You’ll hear the same story not because they can’t get over it. You’ll hear it repeatedly because caregivers are in the middle of a crisis with other people who are also in the middle of a crisis. It’s not the best time to think they will go through an in-depth self-discovery. It would be best if you were amazed that they are not self-medicating, screaming at the top of their lungs, and checking out.
Caregivers need someone to tell their story. Talking is one of the critical ways people process and release stress. A 1988 study found talking about your problems and sharing negative emotions in a safe environment was profoundly healing. This type of interaction not only reduced stress, but it also strengthened the immune system and reduced physical and emotional suffering (Pennebaker, Kiecolt-Glaser, & Glaser, 1988).
To be a person with whom a caregiver can share their worst moments and most difficult emotions in a safe, non-judgmental way is one of the biggest blessings you can give a caregiver. Everyone living in a caregiving situation will have a story they need to share with others. Even though they have negative stories about people they love, realize they still love that person and are in a challenging situation. Maybe the whole point of service to another is to be vulnerable.

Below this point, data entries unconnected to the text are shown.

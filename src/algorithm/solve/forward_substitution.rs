//! # Forward substitution
//!
//! Solving a lower triangular system from the first row down. Same zero pivot policy as
//! `BackwardSubstitution`.
use crate::algorithm::solve::TriangularSolve;
use crate::data::linear_algebra::matrix::Matrix;
use crate::data::linear_algebra::vector::Vector;
use crate::error::{LinearAlgebraError, Result};

/// Solves `L y = b` for lower triangular `L`.
pub struct ForwardSubstitution;

impl TriangularSolve for ForwardSubstitution {
    fn solve(triangle: &Matrix, rhs: &Vector) -> Result<Vector> {
        let n = triangle.nr_rows();
        if rhs.len() != n {
            return Err(LinearAlgebraError::DimensionMismatch { expected: n, found: rhs.len() });
        }

        let tolerance = triangle.tolerance();
        let mut y = Vector::new(n).with_tolerance(tolerance);
        for i in 0..n {
            let pivot = triangle.get(i, i);
            if !tolerance.is_zero(pivot) {
                let value = (rhs.get(i) - triangle.row(i).dot(&y)) / pivot;
                y.put(i, value);
            }
        }

        Ok(y)
    }
}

But there is even a bigger blessing you can give a caregiver. For caregivers who have their loved one at home and are experiencing 24×7 caregiving, the opportunity to have two to three hours for themselves is a golden gift. Caregiving has no time for yourself.
There was a 2009 report which found caregivers commonly experience social isolation. Due to the unique time requirements of caregiving, caregivers often lacked social contact. Caregivers found they had to sacrifice their leisure pursuits and hobbies to take care of the person they loved. Caregivers may be in a situation where they have to sacrifice their future earning potential by reducing their employment. (Brodaty, Donkin, 2009)

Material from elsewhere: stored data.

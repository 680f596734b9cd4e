//! # Backward substitution
//!
//! Solving an upper triangular system from the last row up.
use crate::algorithm::solve::TriangularSolve;
use crate::data::linear_algebra::matrix::Matrix;
use crate::data::linear_algebra::vector::Vector;
use crate::error::{LinearAlgebraError, Result};

/// Solves `R x = c` for upper triangular `R`.
pub struct BackwardSubstitution;

impl TriangularSolve for BackwardSubstitution {
    fn solve(triangle: &Matrix, rhs: &Vector) -> Result<Vector> {
        let n = triangle.nr_rows();
        if rhs.len() != n {
            return Err(LinearAlgebraError::DimensionMismatch { expected: n, found: rhs.len() });
        }

        let tolerance = triangle.tolerance();
        let mut x = Vector::new(n).with_tolerance(tolerance);
        for i in (0..n).rev() {
            let pivot = triangle.get(i, i);
            if !tolerance.is_zero(pivot) {
                // Only values right of the diagonal meet a non-zero in `x`
                let value = (rhs.get(i) - triangle.row(i).dot(&x)) / pivot;
                x.put(i, value);
            }
        }

        Ok(x)
    }
}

You remember raising the kids and how you felt you had no time for yourself. There was a difference with that. With each day, the kids gained more independence. One day they went to school, and you had the day to yourself. One day, they went to college.

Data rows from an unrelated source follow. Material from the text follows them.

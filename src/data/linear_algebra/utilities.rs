//! Helper algorithms for the `linear_algebra` module.
use itertools::{EitherOrBoth, Itertools};

use crate::data::linear_algebra::SparseTuple;

/// Walk over the union of the indices of two sparse slices.
///
/// An index that is absent on one side reads as zero on that side, so operands with disjoint
/// sparsity patterns combine safely.
///
/// # Arguments
///
/// * `left`: Tuples sorted by index.
/// * `right`: Tuples sorted by index.
///
/// # Return value
///
/// Triples `(index, left_value, right_value)` in increasing index order.
pub(crate) fn union_of_indices<'a>(
    left: &'a [SparseTuple],
    right: &'a [SparseTuple],
) -> impl Iterator<Item=(usize, f64, f64)> + 'a {
    debug_assert!(left.is_sorted_by_key(|&(i, _)| i));
    debug_assert!(right.is_sorted_by_key(|&(i, _)| i));

    left.iter()
        .merge_join_by(right.iter(), |l, r| l.0.cmp(&r.0))
        .map(|pair| match pair {
            EitherOrBoth::Both(&(i, l), &(_, r)) => (i, l, r),
            EitherOrBoth::Left(&(i, l)) => (i, l, 0_f64),
            EitherOrBoth::Right(&(i, r)) => (i, 0_f64, r),
        })
}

Each day, they became more and more their person. With caregiving, it goes in reverse. Each day they become more and more dependant, and each day you can lose more and more of the person you once knew.
Before caregiving, you spent your time taking care of yourself. During caregiving, more and more of your time is taking care of someone else.
So, the second-best gift you can give a caregiver is a bit of time for themselves. Offering to help watch their loved one even though the offer doesn’t always work out can be a windfall for the caregiver. Sometimes it doesn’t work out because the caregiver is in a situation where the age of their loved one makes it more challenging to have a third party watching them. Their loved one may find unfamiliar faces scarier and scarier, or their behavior may have become problematic due to social norms becoming more optional as you age. Offering to sit and visit with their loved one while the caregiver is in the house still gives a great break.
To be willing to give your time to a caregiver to listen to their stories or help out for a couple of hours is two of the most precious things you can provide a caregiver. It’s great to have a month that helps bring awareness to the growing responsibility and growing population of caregivers.
Pennebaker, J. W., Kiecolt-Glaser, J. K., & Glaser, R. (1988). Disclosure of traumas and immune function: Health implications for psychotherapy. Journal of Consulting and Clinical Psychology, 56(2), 239–245. https://doi.org/10.1037/0022-006X.56.2.239
Brodaty, H., & Donkin, M. (2009). Family caregivers of people with dementia. Dialogues in clinical neuroscience, 11(2), 217–228.